Quantitative and Qualitative Disclosures About Market Risk appears on pages 28 through 30,
pages 78 and 79, and pages 88 through 92 of the Financial Supplement and is incorporated herein by
reference.
A copy of the Financial Supplement is being filed as Exhibit (19) to this Report.
Item 4. Controls and Procedures.
Evaluation of Disclosure Controls and Procedures. As of September 30, 2007, the end of the
period covered by this Quarterly Report on Form 10-Q, Wachovias management, including Wachovias
Chief Executive Officer and Chief Financial Officer, evaluated the effectiveness of our disclosure
controls and procedures (as defined in Rule 13a-15(e) under the Securities Exchange Act of 1934).
Based upon that evaluation, Wachovias Chief Executive Officer and Chief Financial Officer each
concluded that as of September 30, 2007, the end of the period covered by this Quarterly Report on
Form 10-Q, Wachovia maintained effective disclosure controls and procedures.

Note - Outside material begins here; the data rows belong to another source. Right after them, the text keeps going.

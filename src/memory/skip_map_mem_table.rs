use crate::byteutils::{decode_fixed32, decode_fixed64, encode_fixed32, encode_fixed64};
use crate::collections::skip_list::arena::{Arena, MemoryUsage};
use crate::collections::skip_list::skiplist::{NodeId, SkipList};
use crate::collections::skip_list::{KeyComparator, SkipListOptions};
use crate::comparator::{BytewiseComparator, Comparator};
use crate::error::KVStoneError;
use crate::iterator::Cursor;
use crate::memory::key_types::{
    pack_sequence_and_type, InternalKeyComparator, Lookup, SequenceNumber, ValueType,
    MAX_SEQUENCE_NUMBER, TAG_SIZE, VALUE_TYPE_FOR_SEEK,
};
use crate::Result;
use std::cmp::Ordering;
use std::sync::{Arc, RwLock, RwLockReadGuard};

/// Pointer to one encoded entry:
/// `[klen: u32][user key][tag: u64][vlen: u32][value]`.
///
/// Entries written by [`MemTable::add`] point into the memtable's arena; lookup
/// probes point into a temporary buffer that outlives the search.
#[derive(Clone, Copy)]
struct EntryRef {
    ptr: *const u8,
    len: usize,
}

unsafe impl Send for EntryRef {}
unsafe impl Sync for EntryRef {}

impl Default for EntryRef {
    fn default() -> Self {
        EntryRef {
            ptr: std::ptr::null(),
            len: 0,
        }
    }
}

impl EntryRef {
    fn encoded_len(key: &[u8], value: &[u8]) -> usize {
        4 + key.len() + TAG_SIZE + 4 + value.len()
    }

    /// Encode an entry into `dst`, which must be exactly `encoded_len` bytes.
    fn encode(dst: &mut [u8], tag: u64, key: &[u8], value: &[u8]) {
        let mut offset = 0;
        encode_fixed32(&mut dst[offset..], key.len() as u32);
        offset += 4;
        dst[offset..offset + key.len()].copy_from_slice(key);
        offset += key.len();
        encode_fixed64(&mut dst[offset..], tag);
        offset += TAG_SIZE;
        encode_fixed32(&mut dst[offset..], value.len() as u32);
        offset += 4;
        dst[offset..offset + value.len()].copy_from_slice(value);
        debug_assert_eq!(offset + value.len(), dst.len());
    }

    #[inline]
    fn bytes(&self) -> &[u8] {
        unsafe { std::slice::from_raw_parts(self.ptr, self.len) }
    }

    #[inline]
    fn key_len(&self) -> usize {
        decode_fixed32(self.bytes()) as usize
    }

    #[inline]
    fn user_key(&self) -> &[u8] {
        &self.bytes()[4..4 + self.key_len()]
    }

    #[inline]
    fn tag(&self) -> u64 {
        let offset = 4 + self.key_len();
        decode_fixed64(&self.bytes()[offset..])
    }

    /// `user key | tag`, contiguous in the encoding.
    #[inline]
    fn internal_key(&self) -> &[u8] {
        &self.bytes()[4..4 + self.key_len() + TAG_SIZE]
    }

    #[inline]
    fn value(&self) -> &[u8] {
        let offset = 4 + self.key_len() + TAG_SIZE;
        let value_len = decode_fixed32(&self.bytes()[offset..]) as usize;
        &self.bytes()[offset + 4..offset + 4 + value_len]
    }
}

struct EntryComparator(InternalKeyComparator);

impl KeyComparator<EntryRef> for EntryComparator {
    #[inline]
    fn compare(&self, a: &EntryRef, b: &EntryRef) -> Ordering {
        self.0
            .compare_parts(a.user_key(), a.tag(), b.user_key(), b.tag())
    }
}

struct Inner {
    table: SkipList<EntryRef, EntryComparator>,
    arena: Arena,
}

/// Ordered in-memory write buffer.
///
/// Entries are encoded into an arena and indexed by a skip list ordered by user key
/// ascending, then sequence number descending. Writers take the internal lock
/// exclusively; readers and cursors share it. Share a memtable with `Arc<MemTable>`;
/// the arena and the skip list are freed together when the last `Arc` is dropped.
pub struct MemTable {
    inner: RwLock<Inner>,
    memory_usage: MemoryUsage,
    comparator: InternalKeyComparator,
}

impl Default for MemTable {
    fn default() -> Self {
        MemTable::new(Arc::new(BytewiseComparator))
    }
}

impl MemTable {
    pub fn new(user_comparator: Arc<dyn Comparator>) -> MemTable {
        Self::with_options(user_comparator, Arena::default(), SkipListOptions::default())
    }

    pub fn with_options(
        user_comparator: Arc<dyn Comparator>,
        arena: Arena,
        options: SkipListOptions,
    ) -> MemTable {
        let comparator = InternalKeyComparator::new(user_comparator);
        let memory_usage = arena.memory_usage_handle();
        MemTable {
            inner: RwLock::new(Inner {
                table: SkipList::with_options(EntryComparator(comparator.clone()), options),
                arena,
            }),
            memory_usage,
            comparator,
        }
    }

    /// Add an entry that maps `key` to `value` at `sequence`.
    /// `value` is ignored by readers when `value_type` is `Deletion`.
    pub fn add(
        &self,
        sequence: SequenceNumber,
        value_type: ValueType,
        key: &[u8],
        value: &[u8],
    ) -> Result<()> {
        if sequence > MAX_SEQUENCE_NUMBER {
            return Err(KVStoneError::InvalidArgument(format!(
                "sequence number {} out of range",
                sequence
            )));
        }
        let tag = pack_sequence_and_type(sequence, value_type);
        let len = EntryRef::encoded_len(key, value);

        let mut guard = self.inner.write().unwrap();
        let inner = &mut *guard;
        let entry = unsafe {
            let ptr = inner.arena.allocate(len);
            EntryRef::encode(std::slice::from_raw_parts_mut(ptr, len), tag, key, value);
            EntryRef { ptr, len }
        };
        if inner.table.insert(entry) {
            Ok(())
        } else {
            Err(KVStoneError::InvalidArgument(format!(
                "duplicate entry at sequence {}",
                sequence
            )))
        }
    }

    /// Newest value of `key`. Absent and deleted keys are `NotFound`.
    pub fn get(&self, key: &[u8]) -> Result<Vec<u8>> {
        match self.lookup(key, MAX_SEQUENCE_NUMBER) {
            Some(Lookup::Found(value)) => Ok(value),
            Some(Lookup::Deleted) | None => Err(KVStoneError::NotFound),
        }
    }

    /// Newest entry of `key` with a sequence number <= `sequence`.
    pub fn lookup(&self, key: &[u8], sequence: SequenceNumber) -> Option<Lookup> {
        let mut buf = vec![0; EntryRef::encoded_len(key, &[])];
        EntryRef::encode(
            &mut buf,
            pack_sequence_and_type(sequence.min(MAX_SEQUENCE_NUMBER), VALUE_TYPE_FOR_SEEK),
            key,
            &[],
        );
        let probe = EntryRef {
            ptr: buf.as_ptr(),
            len: buf.len(),
        };

        let guard = self.inner.read().unwrap();
        let entry = guard.table.lower_bound(&probe)?;
        if self
            .comparator
            .user_comparator()
            .compare(entry.user_key(), key)
            != Ordering::Equal
        {
            return None;
        }
        match ValueType::from_u8((entry.tag() & 0xff) as u8) {
            Some(ValueType::Value) => Some(Lookup::Found(entry.value().to_vec())),
            _ => Some(Lookup::Deleted),
        }
    }

    /// Bytes held by the arena. Does not take the lock.
    #[inline]
    pub fn approximate_memory_usage(&self) -> usize {
        self.memory_usage.get()
    }

    pub fn len(&self) -> usize {
        self.inner.read().unwrap().table.len()
    }

    pub fn is_empty(&self) -> bool {
        self.len() == 0
    }

    pub fn internal_comparator(&self) -> &InternalKeyComparator {
        &self.comparator
    }

    /// Cursor over `(internal key, value)` pairs in internal key order.
    /// Writers block until the cursor is dropped.
    pub fn iter(&self) -> MemTableIterator<'_> {
        MemTableIterator {
            guard: self.inner.read().unwrap(),
            node: None,
        }
    }
}

pub struct MemTableIterator<'a> {
    guard: RwLockReadGuard<'a, Inner>,
    node: Option<NodeId>,
}

impl<'a> MemTableIterator<'a> {
    /// Position at the newest entry of `user_key` with a sequence number at most
    /// `sequence`, or at the first entry after it.
    pub fn seek_user_key(&mut self, user_key: &[u8], sequence: SequenceNumber) {
        let tag = pack_sequence_and_type(sequence.min(MAX_SEQUENCE_NUMBER), VALUE_TYPE_FOR_SEEK);
        self.seek_tagged(user_key, tag);
    }

    fn seek_tagged(&mut self, user_key: &[u8], tag: u64) {
        let mut buf = vec![0; EntryRef::encoded_len(user_key, &[])];
        EntryRef::encode(&mut buf, tag, user_key, &[]);
        let probe = EntryRef {
            ptr: buf.as_ptr(),
            len: buf.len(),
        };
        self.node = self.guard.table.seek(&probe);
    }

    #[inline]
    fn entry(&self) -> &EntryRef {
        match self.node {
            Some(node) => self.guard.table.key(node),
            None => unreachable!("memtable cursor is not valid"),
        }
    }
}

impl<'a> Cursor for MemTableIterator<'a> {
    fn valid(&self) -> bool {
        self.node.is_some()
    }

    fn seek_to_first(&mut self) {
        self.node = self.guard.table.first_node();
    }

    fn seek_to_last(&mut self) {
        self.node = self.guard.table.last_node();
    }

    /// `target` must be an internal key: a user key followed by its 8-byte tag. A
    /// plain user key of 8 bytes or more is split into a bogus user key and tag, so
    /// use [MemTableIterator::seek_user_key] for those. Targets shorter than a tag
    /// cannot be internal keys and seek to the newest entry of that user key.
    fn seek(&mut self, target: &[u8]) {
        if target.len() >= TAG_SIZE {
            let n = target.len() - TAG_SIZE;
            self.seek_tagged(&target[..n], decode_fixed64(&target[n..]));
        } else {
            self.seek_user_key(target, MAX_SEQUENCE_NUMBER);
        }
    }

    fn next(&mut self) {
        if let Some(node) = self.node {
            self.node = self.guard.table.next_node(node);
        }
    }

    fn prev(&mut self) {
        if let Some(node) = self.node {
            self.node = self.guard.table.prev_node(node);
        }
    }

    fn key(&self) -> &[u8] {
        self.entry().internal_key()
    }

    fn value(&self) -> &[u8] {
        self.entry().value()
    }

    fn status(&self) -> Result<()> {
        Ok(())
    }
}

Changes in Internal Control Over Financial Reporting. No change in our internal control over
financial reporting (as defined in Rule 13a-15(f) under the Securities Exchange Act of 1934)
occurred during the fiscal quarter ended September 30, 2007, that has materially affected, or is
reasonably likely to materially affect, Wachovias internal control over financial reporting.
Part II. OTHER INFORMATION
Item 1. Legal Proceedings.
Wachovia and certain of our subsidiaries are involved in a number of judicial, regulatory and
arbitration proceedings concerning matters arising from the conduct of our business activities.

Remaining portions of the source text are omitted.